Approximately 40% of subjects experienced a 50% reduction in headache frequency. The better responders had a lower body mass index, fewer previously failed preventive medications, unilateral headache pain, and previous good response to triptan use. Surprisingly, the presence of medication overuse was associated with persistent improvement at 3 months as well, with over 60% of subjects with medication overuse no longer overusing acute medications at 3 months.
This study is helpful in identifying specific features that may allow a practitioner to better recommend CGRP mAb medications, such as galcanezumab. Chronic migraine can offer a challenge to even the best trained clinicians. Patients will often have multiple factors that have led to a conversion from episodic to chronic migraine, and a history of medication failures or intolerances. These patients are often referred specifically due to these challenges.
When deciding on a preventive medication for patients with chronic migraine, we often first consider which oral preventive medications may allow us to treat migraine in addition to another underlying issue—such as insomnia, depression, or hypertension. Although the oral class can improve other comorbidities, intolerance is significantly higher for most of these medications as well. The CGRP mAb class is somewhat more ideal for prevention of migraine; the focus when using this class is for migraine prevention alone, and the side effect profile is more tolerable for most patients. That said, if predictive factors were known a more individualized approach to migraine prevention would be possible.
The authors’ recognition of the factors associated with improvement in patients using glacanezumab allows this better individualization. Based on these results, patients with more unilateral pain, lower BMI, and good response to triptans could be recommended glacanuzumab with a great degree of confidence.

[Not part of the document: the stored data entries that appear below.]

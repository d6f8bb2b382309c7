use std::sync::Arc;

use axum::{
    extract::State,
    http::{header, HeaderMap},
    middleware::Next,
    response::Response,
};
use axum_extra::extract::cookie::CookieJar;
use chrono::Utc;

use keyroster_auth::{AuthMethod, Principal};

use crate::app::errors;
use crate::app::routes::common::{found, login_path, SESSION_COOKIE};
use crate::app::services::AppServices;
use crate::context::PrincipalContext;

/// Exact paths reachable without credentials.
const PUBLIC_PATHS: &[&str] = &["/", "/swagger-ui.html", "/health", "/logout"];

/// Path prefixes (the prefix itself and everything below it) reachable without credentials.
const PUBLIC_PREFIXES: &[&str] = &[
    "/public",
    "/api/v1/auth",
    "/v3/api-docs",
    "/oauth2/authorization",
    "/login/oauth2/code",
];

pub fn is_public(path: &str) -> bool {
    PUBLIC_PATHS.contains(&path)
        || PUBLIC_PREFIXES.iter().any(|prefix| {
            path.strip_prefix(prefix)
                .is_some_and(|rest| rest.is_empty() || rest.starts_with('/'))
        })
}

/// Security boundary in front of every route.
///
/// Public paths pass through (with the session principal attached when one
/// exists). Everything else needs a valid bearer token or a live session.
pub async fn security_boundary(
    State(services): State<Arc<AppServices>>,
    jar: CookieJar,
    mut req: axum::http::Request<axum::body::Body>,
    next: Next,
) -> Response {
    let now = Utc::now();

    if is_public(req.uri().path()) {
        if let Some(principal) = session_principal(&services, &jar).await {
            req.extensions_mut().insert(PrincipalContext::new(principal));
        }
        return next.run(req).await;
    }

    let principal = match extract_bearer(req.headers()) {
        Some(token) => {
            let token = token.to_string();
            match services.jwt.validate(&token, now).await {
                Ok(claims) => Principal::new(claims.sub.clone(), AuthMethod::Bearer, claims.to_map()),
                Err(err) => {
                    if err.is_token_error() {
                        tracing::debug!(error = %err, expired = err.is_expired(), "bearer token rejected");
                    } else {
                        tracing::warn!(error = %err, "bearer token could not be verified");
                    }
                    return errors::invalid_token(&err);
                }
            }
        }
        None => match session_principal(&services, &jar).await {
            Some(principal) => principal,
            None if wants_html(req.headers()) => {
                return found(&login_path(services.registration_id()));
            }
            None => return errors::authentication_required(),
        },
    };

    req.extensions_mut().insert(PrincipalContext::new(principal));
    next.run(req).await
}

async fn session_principal(services: &AppServices, jar: &CookieJar) -> Option<Principal> {
    let id = jar.get(SESSION_COOKIE)?.value().to_string();
    let session = services.sessions.session(&id, Utc::now()).await?;
    Some(Principal::new(
        session.principal_name,
        AuthMethod::Session,
        session.claims,
    ))
}

fn extract_bearer(headers: &HeaderMap) -> Option<&str> {
    let value = headers.get(header::AUTHORIZATION)?.to_str().ok()?;
    let token = value
        .strip_prefix("Bearer ")
        .or_else(|| value.strip_prefix("bearer "))?
        .trim();
    (!token.is_empty()).then_some(token)
}

/// Browser navigation (gets the login redirect) vs. API client (gets a 401).
fn wants_html(headers: &HeaderMap) -> bool {
    let xhr = headers
        .get("x-requested-with")
        .and_then(|v| v.to_str().ok())
        .is_some_and(|v| v.eq_ignore_ascii_case("XMLHttpRequest"));
    let html = headers
        .get(header::ACCEPT)
        .and_then(|v| v.to_str().ok())
        .is_some_and(|v| v.contains("text/html"));
    html && !xhr
}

This should be irrespective of even high frequency use of acute medications, as most of subjects in this study with medication overuse reverted after 3 months.
There is never a single ideal preventive or acute treatment for migraine in any population, however, recognizing factors that allow for an individualized approach improves the quality of life for our patients, and leaves them less disabled by migraine.
References
- Ferrari MD et al. Two-year efficacy and safety of erenumab in participants with episodic migraine and 2–4 prior preventive treatment failures: results from the LIBERTY study. J Neurol Neurosurg Psychiatry. 2021(Nov 29).
- Malekian N et al . Preventive effect of greater occipital nerve block on patients with episodic migraine: A randomized double‐blind placebo‐controlled clinical trial. Cephalalgia. 2021(Nov 17).
- Friedman BW et al. A Randomized, Sham-Controlled Trial of Bilateral Greater Occipital Nerve Blocks With Bupivacaine for Acute Migraine Patients Refractory to Standard Emergency Department Treatment With Metoclopramide. Headache. 2018(Oct);58(9):1427-34. https://doi.org/10.1111/head.13395.
- Vernieri F et al . Rapid response to galcanezumab and predictive factors in chronic migraine patients: A 3-month observational, longitudinal, cohort, multicenter, Italian real-life study. Eur J Neurol. 2021(Nov 26).